Hand gels have become a staple in public venues under Covid protocols, however, with apparently little public awareness of their serious dangers. Dispensers are a standard feature in school entrances and classrooms where even small children are forced to pump chemical goo on their hands before entering, and frequently throughout the day. Holy water fonts have been replaced by sanitizer dispensers at church doors and some priests now sanitize repeatedly on the altar as though it is a sacred part of the liturgy. The chemicals are ubiquitous in shops and restaurants and many children are now trained to douse themselves automatically.
It’s not just children who suffer side effects from frequent application of chemical disinfectants, however. Hand sanitizer dermatitis has been described by dermatologists as a “problem.” One 2020 study of their use by German healthcare workers found that 90.4% of hospital staff suffered from “acute hand dermatitis” and 14.9% had hand eczema as a result of “a significant increase in hand washing, disinfection, and use of hand cream … regardless of having direct contact with COVID-19 patients.”
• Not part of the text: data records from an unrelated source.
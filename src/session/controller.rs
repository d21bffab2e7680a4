//! Line-by-line script execution.
//!
//! A [`Session`] owns the pipeline and the current source binding for one
//! script run. Each line runs to completion (tokenize, resolve, validate,
//! mutate, and in watch mode render) before the next one is read.

use std::{
    fmt::Display,
    io::{BufRead, Write},
    path::{Path, PathBuf},
};

use anyhow::Context;

use crate::{
    assets::decode::{SourceBinding, bind},
    filter::engine::{CpuFilterEngine, FilterEngine},
    foundation::error::{ImgshError, ImgshResult},
    pipeline::sequence::Pipeline,
    render::driver::render,
    script::{
        diagnostic::ScriptError,
        registry::{CommandAction, Directive, Registry},
        tokenize::{Line, tokenize},
        validate::validate,
    },
};

/// Run configuration. Watch mode is selected by giving a watch path.
#[derive(Clone, Debug, Default)]
pub struct SessionOpts {
    pub watch: Option<PathBuf>,
}

impl SessionOpts {
    pub fn batch() -> Self {
        Self::default()
    }

    pub fn watch(path: impl Into<PathBuf>) -> Self {
        Self {
            watch: Some(path.into()),
        }
    }
}

#[derive(Clone, Copy, Debug, PartialEq, Eq)]
pub enum SessionState {
    /// No source image yet; operations are still accepted.
    AwaitingBinding,
    Active,
    /// End of input or a fatal error; the session takes no more lines.
    Terminated,
}

/// What a single script line did.
#[derive(Clone, Copy, Debug, PartialEq, Eq)]
pub enum LineOutcome {
    /// Comment or blank line.
    Skipped,
    /// First field did not resolve in the registry.
    Unknown,
    /// Validated; an operation was appended unless the command is a no-op.
    Accepted,
    /// A known command whose arguments failed validation.
    Rejected,
    Bound,
    Reset,
    Help,
    Shown,
}

impl LineOutcome {
    /// Whether the line resolved to a registered command. Watch mode
    /// renders after every processed line.
    pub fn is_processed(self) -> bool {
        !matches!(self, Self::Skipped | Self::Unknown)
    }
}

/// Counters for one run.
#[derive(Clone, Copy, Debug, Default, PartialEq, Eq)]
pub struct RunSummary {
    pub lines: usize,
    pub accepted: usize,
    pub rejected: usize,
    pub unknown: usize,
    pub renders: usize,
}

pub struct Session<'r, E: FilterEngine = CpuFilterEngine> {
    registry: &'r Registry,
    engine: E,
    opts: SessionOpts,
    pipeline: Pipeline,
    binding: Option<SourceBinding>,
    state: SessionState,
    summary: RunSummary,
}

impl<'r> Session<'r, CpuFilterEngine> {
    pub fn new(registry: &'r Registry, opts: SessionOpts) -> Self {
        Self::with_engine(registry, CpuFilterEngine::new(), opts)
    }
}

impl<'r, E: FilterEngine> Session<'r, E> {
    pub fn with_engine(registry: &'r Registry, engine: E, opts: SessionOpts) -> Self {
        Self {
            registry,
            engine,
            opts,
            pipeline: Pipeline::new(),
            binding: None,
            state: SessionState::AwaitingBinding,
            summary: RunSummary::default(),
        }
    }

    /// Start with an already decoded source.
    pub fn with_source(mut self, binding: SourceBinding) -> Self {
        self.set_binding(binding);
        self
    }

    /// Bind `path` before the script starts.
    pub fn preload(&mut self, path: &Path) -> ImgshResult<()> {
        let binding = bind(path)?;
        self.set_binding(binding);
        Ok(())
    }

    pub fn pipeline(&self) -> &Pipeline {
        &self.pipeline
    }

    pub fn binding(&self) -> Option<&SourceBinding> {
        self.binding.as_ref()
    }

    pub fn state(&self) -> SessionState {
        self.state
    }

    pub fn summary(&self) -> RunSummary {
        self.summary
    }

    pub fn is_watch(&self) -> bool {
        self.opts.watch.is_some()
    }

    fn set_binding(&mut self, binding: SourceBinding) {
        tracing::info!(
            path = %binding.path.display(),
            format = %binding.format,
            bounds = %binding.bounds(),
            "source bound"
        );
        self.binding = Some(binding);
        self.state = SessionState::Active;
    }

    /// Read `script` to the end.
    ///
    /// Batch mode writes the single final render to `out`; watch mode
    /// overwrites the watch path after every processed line and never
    /// touches `out`. Recoverable problems go to `diag`; the first fatal
    /// error stops the run.
    pub fn run<R: BufRead>(
        &mut self,
        script: R,
        out: &mut dyn Write,
        diag: &mut dyn Write,
    ) -> ImgshResult<RunSummary> {
        let result = self.run_lines(script, out, diag);
        self.state = SessionState::Terminated;
        result.map(|()| self.summary)
    }

    fn run_lines<R: BufRead>(
        &mut self,
        mut script: R,
        out: &mut dyn Write,
        diag: &mut dyn Write,
    ) -> ImgshResult<()> {
        let mut buf = Vec::new();
        let mut line_no = 0;
        loop {
            buf.clear();
            if script
                .read_until(b'\n', &mut buf)
                .map_err(ImgshError::Script)?
                == 0
            {
                break;
            }
            line_no += 1;
            let text = String::from_utf8_lossy(strip_newline(&buf));
            self.step(line_no, &text, diag)?;
        }

        if !self.is_watch() {
            self.render_final(out)?;
        }
        Ok(())
    }

    /// Handle one line and, in watch mode, refresh the watch file if the
    /// line was processed.
    pub fn step(
        &mut self,
        line_no: usize,
        text: &str,
        diag: &mut dyn Write,
    ) -> ImgshResult<LineOutcome> {
        let outcome = self.process_line(line_no, text, diag)?;
        if outcome.is_processed() {
            if let Some(path) = self.opts.watch.clone() {
                self.render_watch(&path, diag)?;
            }
        }
        Ok(outcome)
    }

    /// Handle one line without rendering. `line_no` is 1-based.
    pub fn process_line(
        &mut self,
        line_no: usize,
        text: &str,
        diag: &mut dyn Write,
    ) -> ImgshResult<LineOutcome> {
        if self.state == SessionState::Terminated {
            return Err(ImgshError::Other(anyhow::anyhow!(
                "session already terminated"
            )));
        }
        self.summary.lines = line_no;

        let fields = match tokenize(text) {
            Line::Comment | Line::Blank => return Ok(LineOutcome::Skipped),
            Line::Command(fields) => fields,
        };
        let Some((&command, args)) = fields.split_first() else {
            return Ok(LineOutcome::Skipped);
        };
        tracing::debug!(line = line_no, command, "processing");

        let registry = self.registry;
        let Some(spec) = registry.resolve(command) else {
            self.summary.unknown += 1;
            let err = ScriptError::UnknownCommand {
                line: line_no,
                command: command.to_string(),
            };
            report(diag, &err)?;
            return Ok(LineOutcome::Unknown);
        };

        let op = match validate(spec, command, args, line_no) {
            Ok(op) => op,
            Err(e) => {
                self.summary.rejected += 1;
                tracing::debug!(reason = %e.kind, "rejected");
                report(diag, &ScriptError::Invalid(e))?;
                return Ok(LineOutcome::Rejected);
            }
        };
        self.summary.accepted += 1;

        match (spec.action, op) {
            (_, Some(op)) => {
                self.pipeline.append(op);
                Ok(LineOutcome::Accepted)
            }
            (CommandAction::Transform(_), None) => Ok(LineOutcome::Accepted),
            (CommandAction::Directive(d), None) => self.directive(d, args, diag),
        }
    }

    fn directive(
        &mut self,
        directive: Directive,
        args: &[&str],
        diag: &mut dyn Write,
    ) -> ImgshResult<LineOutcome> {
        match directive {
            Directive::Read => {
                let path = args.first().copied().unwrap_or_default();
                let binding = bind(Path::new(path))?;
                self.set_binding(binding);
                Ok(LineOutcome::Bound)
            }
            Directive::Reset => {
                if self.is_watch() {
                    self.pipeline.reset();
                } else {
                    tracing::debug!("reset ignored outside watch mode");
                }
                Ok(LineOutcome::Reset)
            }
            Directive::Help => {
                self.registry
                    .write_help(diag)
                    .context("write command table")?;
                Ok(LineOutcome::Help)
            }
            Directive::Show => {
                for (idx, op) in self.pipeline.iter().enumerate() {
                    writeln!(diag, "{idx}: {op}").context("write pipeline listing")?;
                }
                Ok(LineOutcome::Shown)
            }
        }
    }

    /// Overwrite the watch path with the current render. Bytes are produced
    /// before the file is opened so a failed render leaves it untouched.
    fn render_watch(&mut self, path: &Path, diag: &mut dyn Write) -> ImgshResult<()> {
        let Some(binding) = &self.binding else {
            tracing::debug!("no source bound; skipping watch render");
            return Ok(());
        };
        match render(&self.engine, binding, &self.pipeline) {
            Ok(Some(bytes)) => {
                std::fs::write(path, &bytes)
                    .map_err(|e| ImgshError::sink(path.display().to_string(), e))?;
                self.summary.renders += 1;
                tracing::info!(path = %path.display(), bytes = bytes.len(), "watch file updated");
                Ok(())
            }
            Ok(None) => Ok(()),
            Err(e) if e.is_recoverable() => report(diag, &e),
            Err(e) => Err(e),
        }
    }

    fn render_final(&mut self, out: &mut dyn Write) -> ImgshResult<()> {
        let binding = self.binding.as_ref().ok_or(ImgshError::MissingSource)?;
        if let Some(bytes) = render(&self.engine, binding, &self.pipeline)? {
            out.write_all(&bytes)
                .and_then(|()| out.flush())
                .map_err(|e| ImgshError::sink("output", e))?;
            self.summary.renders += 1;
        }
        Ok(())
    }
}

fn report(diag: &mut dyn Write, err: &impl Display) -> ImgshResult<()> {
    tracing::warn!("{err}");
    writeln!(diag, "{err}").context("write diagnostic")?;
    Ok(())
}

/// Drop a trailing `\n` or `\r\n`.
fn strip_newline(line: &[u8]) -> &[u8] {
    let line = line.strip_suffix(b"\n").unwrap_or(line);
    line.strip_suffix(b"\r").unwrap_or(line)
}

#[cfg(test)]
#[path = "../../tests/unit/session/controller.rs"]
mod tests;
Hand sanitizers are a little-known fire hazard, too. Kate Wise, a mother of three from Austin, Texas, learned this when she slathered on hand gel and then lit a candle. She suffered second and third degree burns to her face after the alcohol vapors ignited.
“The explosion happened in a matter of two seconds with my entire body on fire,” Wise told ABC News. “And I heard my daughters screaming ‘mom’s on fire, mom’s on fire.'”
Perhaps one of the most underappreciated problems of the widespread use of alcohol-based antiviral hand rubs is more subtle, but more significant in the long run: their potential role in the creation of drug-resistant superbugs. “Before COVID‐19, there were significant concerns among the health‐care community regarding indiscriminate use of over‐the‐counter hand disinfectant products which may lead to the selection of bacteria with enhanced antibiotic resistance,” says a paper published in June by University of Saskatchewan researchers in the journal World Medical Health Policy.
“Our hands are natural habitats for a wide range of organisms. If we kill the organisms on our hands with sanitizer (hand sanitizers are very effective at killing all bacteria present), new organisms will move in and occupy the newly vacant habitat,” Martin Reaney, co-author of the study from the University of Saskatchewan, told LifeSiteNews. “This is not necessarily a problem, but some of the new tenants on our hands might not be the best for us.”
The CDC states that, “There is no chance for the germs to adapt or develop resistance,” but that’s not what the science says. Research has found that alcohol-based hand sanitizers used in hospitals do foster drug-resistant superbugs. One Australian study looked specifically at the Enterococcus faecium bacteria – a leading cause of infections in hospital. When the researchers tested 139 samples of E. faecium taken from patients, they found the bugs collected after hand sanitizers were put into routine use in hospitals were as high as 10 times more resistant to an alcohol disinfectant solution.
Some of these bacteria were applied to mice cages but survived on the surfaces even after they were cleaned with hospital-strength alcohol wipes, and made their way into the poop of the mice living in the cages, illustrating the problem was not just theoretical. The resistant strains were making it into the living animals with unknown effects.
As the Saskatchewan scientists concluded: “Fears of contracting COVID‐19 is driving the trend of overuse, raising concerns that long‐term, daily use of these products may outweigh their benefits.”
Tighter regulations in sight?
Stricter regulation of hand sanitizer products and their use may at last be on the horizon, but the laxness of product oversight may surprise some consumers. The FDA, which loosened its regulations to allow for a rush of hand products onto the market as did Health Canada, announced this month that it would be reinstating previous, more stringent guidelines. The agency said distributors have until March 2022 to unload products licensed under the slack Covid guidelines.